As a young buck I was employed as a youth director with the YMCA in Greensboro, North Carolina. The "Y" was a hotbed of athletic activities, especially basketball in the winter. There were organized leagues for all age groups from 8 years of age and up. One particular league
was called "The No Break League." This was for guys 30 years of age and above. All the governing rules of the game of basketball remained observed, but no fast breaks were permitted. Simply stated the rule required that if there was a "turn over" the team that gained possession of the loose ball could not run ("fast beak") to their basket at the opposite end of the court. The ball was advanced at best at a slow trot. This was to keep these "old guys" from keeling over with a heart attack. I didn't participate in that league. Being in my early twenties at the time, I ran with the more athletic bunch and we nightly played cut-throat basketball... "If you lose, you go home." I remember thinking then that when I "finally" turned 30 I'd still be able to get up and down the court and run circles around "these old guys." I turned 59 in April. The "no break" rule doesn't sound nearly as preposterous to me now.

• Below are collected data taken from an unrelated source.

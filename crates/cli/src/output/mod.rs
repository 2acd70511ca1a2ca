//! Terminal and JSON output

mod formatter;

pub use formatter::{Formatter, Theme, format_size};

/// Global output flags shared by every command
#[derive(Debug, Clone, Copy, Default, PartialEq, Eq)]
pub struct OutputConfig {
    /// Emit one JSON document on stdout instead of human text
    pub json: bool,
    pub no_color: bool,
    /// Suppress everything except errors
    pub quiet: bool,
    /// Hide progress bars even on a terminal
    pub no_progress: bool,
}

I find it hard to imagine that I am fast approaching the age milestone of sixty. To say that number does indeed sound "so old." Yet, as so may people of varying ages have quipped, "You're only as old as you feel." I feel no older than thirty mentally, but my body reminds me that my mind is playing tricks on me...especially after a weekend of working on various projects around the old homestead. The legs just don't spring back into action as they use to and my back reminds me that I can't go as long or has hard as once I did. I recognize that in the long run I'm not going to get out of this life alive...but I'm not going down without putting up a major struggle.

If financially I could sustain the blow, I'd retire tomorrow. Much more than money, time is my most important and cherished commodity. I remain employed, like most other work-a-day stiffs, because I have monetary obligations that care little that I would rather permanently call it day. Between the many remaining home improvement projects I still wish to accomplish, my desire to read every interesting book that come into my pruview, to write extensively, to travel, to teach, etc., this "go to work every day" thing is getting to be a major drag. It all comes down to having so many choices, but so little time to accomplish at this time even a small portion of any of them.

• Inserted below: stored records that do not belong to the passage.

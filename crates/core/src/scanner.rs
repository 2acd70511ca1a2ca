//! Directory scanning for upload
//!
//! Walks a directory depth-first in lexicographic order and yields the
//! regular files that pass the pattern and size filters. Relative paths use
//! `/` as separator on every platform so remote names are deterministic.

use std::path::{Path, PathBuf};

use walkdir::WalkDir;

use crate::error::ScanError;
use crate::matcher::PathMatcher;

/// A file discovered during traversal
#[derive(Debug, Clone, PartialEq, Eq)]
pub struct UploadCandidate {
    pub local_path: PathBuf,
    /// Path below the scan root, `/`-separated
    pub relative_path: String,
    pub size_bytes: u64,
}

/// Start a scan of `root`
///
/// The returned iterator is lazy and finite; scanning again means calling
/// this function again. Unreadable subtrees are yielded as `Err` and skipped
/// while the rest of the tree is still visited. Symbolic links are never
/// followed, and files larger than `max_size` are left out.
pub fn scan(root: impl AsRef<Path>, matcher: PathMatcher, max_size: Option<u64>) -> Scan {
    let root = root.as_ref().to_path_buf();
    let walker = WalkDir::new(&root)
        .follow_links(false)
        .sort_by_file_name()
        .into_iter();

    Scan {
        root,
        walker,
        matcher,
        max_size,
    }
}

/// Lazy iterator over upload candidates
pub struct Scan {
    root: PathBuf,
    walker: walkdir::IntoIter,
    matcher: PathMatcher,
    max_size: Option<u64>,
}

impl Scan {
    pub fn root(&self) -> &Path {
        &self.root
    }
}

impl Iterator for Scan {
    type Item = Result<UploadCandidate, ScanError>;

    fn next(&mut self) -> Option<Self::Item> {
        loop {
            let entry = match self.walker.next()? {
                Ok(entry) => entry,
                Err(err) => {
                    let path = err
                        .path()
                        .map(Path::to_path_buf)
                        .unwrap_or_else(|| self.root.clone());
                    tracing::warn!(path = %path.display(), error = %err, "Skipping unreadable entry");
                    return Some(Err(ScanError::new(path, err.to_string())));
                }
            };

            if entry.depth() == 0 {
                continue;
            }

            let file_type = entry.file_type();
            let Some(relative_path) = relative_path(&self.root, entry.path()) else {
                // A lossy name could collide with another target
                if file_type.is_dir() {
                    self.walker.skip_current_dir();
                }
                tracing::warn!(
                    path = %entry.path().display(),
                    "Skipping entry whose name is not valid UTF-8"
                );
                return Some(Err(ScanError::new(
                    entry.path(),
                    "name is not valid UTF-8",
                )));
            };

            if file_type.is_dir() {
                if self.matcher.is_excluded(&relative_path) {
                    tracing::debug!(dir = %relative_path, "Pruning excluded directory");
                    self.walker.skip_current_dir();
                }
                continue;
            }

            if !file_type.is_file() || !self.matcher.is_match(&relative_path) {
                continue;
            }

            let size_bytes = match entry.metadata() {
                Ok(metadata) => metadata.len(),
                Err(err) => {
                    return Some(Err(ScanError::new(entry.path(), err.to_string())));
                }
            };

            if let Some(max) = self.max_size
                && size_bytes > max
            {
                tracing::warn!(
                    file = %relative_path,
                    size = size_bytes,
                    max_size = max,
                    "File too large, skipping"
                );
                continue;
            }

            return Some(Ok(UploadCandidate {
                local_path: entry.into_path(),
                relative_path,
                size_bytes,
            }));
        }
    }
}

/// Forward-slash path relative to `root`, or `None` if any segment is not UTF-8
fn relative_path(root: &Path, path: &Path) -> Option<String> {
    let rel = path.strip_prefix(root).unwrap_or(path);
    rel.components()
        .map(|c| c.as_os_str().to_str())
        .collect::<Option<Vec<_>>>()
        .map(|segments| segments.join("/"))
}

I read and hear of many individuals who once retired soon wither away and cash in their chips. For them what they do for a living defines solely who they are; their sense of worth, importance, and contribution. How I produce income represents but a tiny portion of who I am as a person. It is a recognized means to a limited end, not an end unto itself. I pray that when the Lord calls me home that my epitaph will read not what I accomplished, but who I positively influenced. It is not my desire to leave in my wake sage words of advice, but an example of how to live one's life impacting a small part of the world for good. If it can be said, "This was a man who made a difference in my life," then I will have lived a worthy life. With that as my continuous goal, I've have from this day forward only just begun. Pass the liniment, please!